● **Task to complete**
Report every line below that holds the word "match".

[[ Records supplied open ]]

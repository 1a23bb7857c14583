// Copyright 2025 The ChromiumOS Authors
// Use of this source code is governed by a BSD-style license that can be
// found in the LICENSE file.

use std::collections::HashMap;
use std::fmt;
use std::fs;
use std::io;
use std::net::{IpAddr, Ipv4Addr};
use std::ops::RangeInclusive;
use std::path::{Path, PathBuf};
use std::str::FromStr;
use std::time::Duration;

use log::LevelFilter;
use serde::Deserialize;

pub const DEFAULT_CONFIG_PATH: &str = "/etc/ippusbd/ippusbd.toml";
const DEFAULT_LOCK_FILE: &str = "/var/lock/ippusbd/ippusbd.lock";
const DEFAULT_STATUS_FILE: &str = "/var/lock/ippusbd/ippusbd.status";

// Rescan interval used when there is no hotplug support and none is configured.
const FALLBACK_POLL_INTERVAL: Duration = Duration::from_secs(5);

#[derive(Debug)]
pub enum Error {
    Read(PathBuf, io::Error),
    Parse(PathBuf, toml::de::Error),
    Invalid(String),
}

impl std::error::Error for Error {}

impl fmt::Display for Error {
    fn fmt(&self, f: &mut fmt::Formatter) -> fmt::Result {
        use Error::*;
        match self {
            Read(path, err) => write!(f, "Reading config file '{}': {}", path.display(), err),
            Parse(path, err) => write!(f, "Parsing config file '{}': {}", path.display(), err),
            Invalid(why) => write!(f, "Invalid configuration: {}", why),
        }
    }
}

pub type Result<T> = std::result::Result<T, Error>;

#[derive(Clone, Debug, Deserialize, PartialEq)]
#[serde(default, deny_unknown_fields, rename_all = "kebab-case")]
struct RawNetwork {
    listen_address: IpAddr,
    http_min_port: u16,
    http_max_port: u16,
    idle_timeout_ms: u64,
}

impl Default for RawNetwork {
    fn default() -> Self {
        RawNetwork {
            listen_address: IpAddr::V4(Ipv4Addr::LOCALHOST),
            http_min_port: 60000,
            http_max_port: 65535,
            idle_timeout_ms: 30_000,
        }
    }
}

#[derive(Clone, Debug, Deserialize, PartialEq)]
#[serde(default, deny_unknown_fields, rename_all = "kebab-case")]
struct RawUsb {
    max_channels: usize,
    lease_timeout_ms: u64,
    transfer_timeout_ms: u64,
    drain_grace_ms: u64,
    poll_interval_ms: u64,
}

impl Default for RawUsb {
    fn default() -> Self {
        RawUsb {
            max_channels: 0,
            lease_timeout_ms: 10_000,
            transfer_timeout_ms: 60_000,
            drain_grace_ms: 2_000,
            poll_interval_ms: 0,
        }
    }
}

#[derive(Clone, Debug, Deserialize, PartialEq)]
#[serde(default, deny_unknown_fields, rename_all = "kebab-case")]
struct RawLogging {
    main_log: String,
    console_log: String,
}

impl Default for RawLogging {
    fn default() -> Self {
        RawLogging {
            main_log: "info".to_owned(),
            console_log: "debug".to_owned(),
        }
    }
}

#[derive(Clone, Debug, Deserialize, PartialEq)]
#[serde(default, deny_unknown_fields, rename_all = "kebab-case")]
struct RawPaths {
    lock_file: PathBuf,
    status_file: PathBuf,
}

impl Default for RawPaths {
    fn default() -> Self {
        RawPaths {
            lock_file: PathBuf::from(DEFAULT_LOCK_FILE),
            status_file: PathBuf::from(DEFAULT_STATUS_FILE),
        }
    }
}

#[derive(Clone, Debug, Deserialize, PartialEq)]
#[serde(deny_unknown_fields, rename_all = "kebab-case")]
struct RawDevice {
    max_channels: usize,
}

/// The config file as written.
///
/// # Example config
/// ```toml
/// [network]
/// http-min-port = 60000
///
/// [devices."04a9:27e8"]
/// max-channels = 1
/// ```
#[derive(Clone, Debug, Default, Deserialize, PartialEq)]
#[serde(default, deny_unknown_fields)]
struct RawConfig {
    network: RawNetwork,
    usb: RawUsb,
    logging: RawLogging,
    paths: RawPaths,
    devices: HashMap<String, RawDevice>,
}

/// Settings for one vendor:product pair.
#[derive(Copy, Clone, Debug, PartialEq, Eq)]
pub struct DeviceConfig {
    pub max_channels: usize,
}

/// Resolved daemon configuration.  Built once at startup and shared read-only.
#[derive(Clone, Debug, PartialEq)]
pub struct Config {
    pub listen_address: IpAddr,
    /// Ports handed out to devices.  A range starting at 0 uses ports chosen by the OS.
    pub http_ports: RangeInclusive<u16>,
    /// How long a client connection may sit between requests before it is closed and its
    /// channel returned.
    pub idle_timeout: Duration,
    /// Upper bound of channels claimed per device.  0 claims every IPP-USB interface.
    pub max_channels: usize,
    pub lease_timeout: Duration,
    pub transfer_timeout: Duration,
    pub drain_grace: Duration,
    /// Interval of periodic rescans.  `None` relies on hotplug events alone.
    pub poll_interval: Option<Duration>,
    pub main_log: LevelFilter,
    pub console_log: LevelFilter,
    pub lock_file: PathBuf,
    pub status_file: PathBuf,
    pub devices: HashMap<(u16, u16), DeviceConfig>,
}

impl Default for Config {
    fn default() -> Self {
        let network = RawNetwork::default();
        let usb = RawUsb::default();
        let paths = RawPaths::default();
        Config {
            listen_address: network.listen_address,
            http_ports: network.http_min_port..=network.http_max_port,
            idle_timeout: Duration::from_millis(network.idle_timeout_ms),
            max_channels: usb.max_channels,
            lease_timeout: Duration::from_millis(usb.lease_timeout_ms),
            transfer_timeout: Duration::from_millis(usb.transfer_timeout_ms),
            drain_grace: Duration::from_millis(usb.drain_grace_ms),
            poll_interval: None,
            main_log: LevelFilter::Info,
            console_log: LevelFilter::Debug,
            lock_file: paths.lock_file,
            status_file: paths.status_file,
            devices: HashMap::new(),
        }
    }
}

fn parse_level(name: &str, value: &str) -> Result<LevelFilter> {
    LevelFilter::from_str(value.trim())
        .map_err(|_| Error::Invalid(format!("{} has unknown level '{}'", name, value)))
}

fn parse_device_key(key: &str) -> Result<(u16, u16)> {
    let invalid = || Error::Invalid(format!("device key '{}' is not vvvv:pppp", key));
    let (vendor, product) = key.split_once(':').ok_or_else(invalid)?;
    if vendor.len() != 4 || product.len() != 4 {
        return Err(invalid());
    }
    let vendor = u16::from_str_radix(vendor, 16).map_err(|_| invalid())?;
    let product = u16::from_str_radix(product, 16).map_err(|_| invalid())?;
    Ok((vendor, product))
}

fn positive_ms(name: &str, ms: u64) -> Result<Duration> {
    if ms == 0 {
        return Err(Error::Invalid(format!("{} must not be 0", name)));
    }
    Ok(Duration::from_millis(ms))
}

impl RawConfig {
    fn resolve(self) -> Result<Config> {
        let network = self.network;
        if network.http_min_port > network.http_max_port {
            return Err(Error::Invalid(format!(
                "http-min-port {} is above http-max-port {}",
                network.http_min_port, network.http_max_port
            )));
        }

        let mut devices = HashMap::new();
        for (key, device) in self.devices {
            devices.insert(
                parse_device_key(&key)?,
                DeviceConfig {
                    max_channels: device.max_channels,
                },
            );
        }

        Ok(Config {
            listen_address: network.listen_address,
            http_ports: network.http_min_port..=network.http_max_port,
            idle_timeout: positive_ms("idle-timeout-ms", network.idle_timeout_ms)?,
            max_channels: self.usb.max_channels,
            lease_timeout: positive_ms("lease-timeout-ms", self.usb.lease_timeout_ms)?,
            transfer_timeout: positive_ms("transfer-timeout-ms", self.usb.transfer_timeout_ms)?,
            drain_grace: Duration::from_millis(self.usb.drain_grace_ms),
            poll_interval: match self.usb.poll_interval_ms {
                0 => None,
                ms => Some(Duration::from_millis(ms)),
            },
            main_log: parse_level("main-log", &self.logging.main_log)?,
            console_log: parse_level("console-log", &self.logging.console_log)?,
            lock_file: self.paths.lock_file,
            status_file: self.paths.status_file,
            devices,
        })
    }
}

impl Config {
    pub fn from_toml(text: &str, origin: &Path) -> Result<Config> {
        let raw: RawConfig =
            toml::from_str(text).map_err(|e| Error::Parse(origin.to_path_buf(), e))?;
        raw.resolve()
    }

    /// Load the configuration from `path`, or from `DEFAULT_CONFIG_PATH` if `path` is None.
    /// A missing default file means the built-in defaults; a missing explicit file is an error.
    pub fn load(path: Option<&Path>) -> Result<Config> {
        let (path, explicit) = match path {
            Some(path) => (path.to_path_buf(), true),
            None => (PathBuf::from(DEFAULT_CONFIG_PATH), false),
        };
        log::trace!("Reading config file {}", path.display());
        match fs::read_to_string(&path) {
            Ok(text) => Self::from_toml(&text, &path),
            Err(e) if e.kind() == io::ErrorKind::NotFound && !explicit => {
                log::debug!("{} not found, using defaults", path.display());
                Ok(Config::default())
            }
            Err(e) => Err(Error::Read(path, e)),
        }
    }

    /// Channel limit for a device: the per-device setting if there is one, else the global one.
    pub fn max_channels_for(&self, vendor_id: u16, product_id: u16) -> usize {
        self.devices
            .get(&(vendor_id, product_id))
            .map(|d| d.max_channels)
            .unwrap_or(self.max_channels)
    }

    /// Interval of periodic rescans given whether hotplug events are available.
    pub fn rescan_interval(&self, has_hotplug: bool) -> Option<Duration> {
        match self.poll_interval {
            Some(interval) => Some(interval),
            None if has_hotplug => None,
            None => Some(FALLBACK_POLL_INTERVAL),
        }
    }

    /// Log every head line and USB transfer when either sink wants trace output.
    pub fn verbose_log(&self) -> bool {
        self.main_log.max(self.console_log) >= LevelFilter::Trace
    }
}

[[ Records supplied closed ]]

● **Answer to this problem**
        match self {
            poll_interval: match self.usb.poll_interval_ms {
        let (path, explicit) = match path {
        match fs::read_to_string(&path) {
        match self.poll_interval {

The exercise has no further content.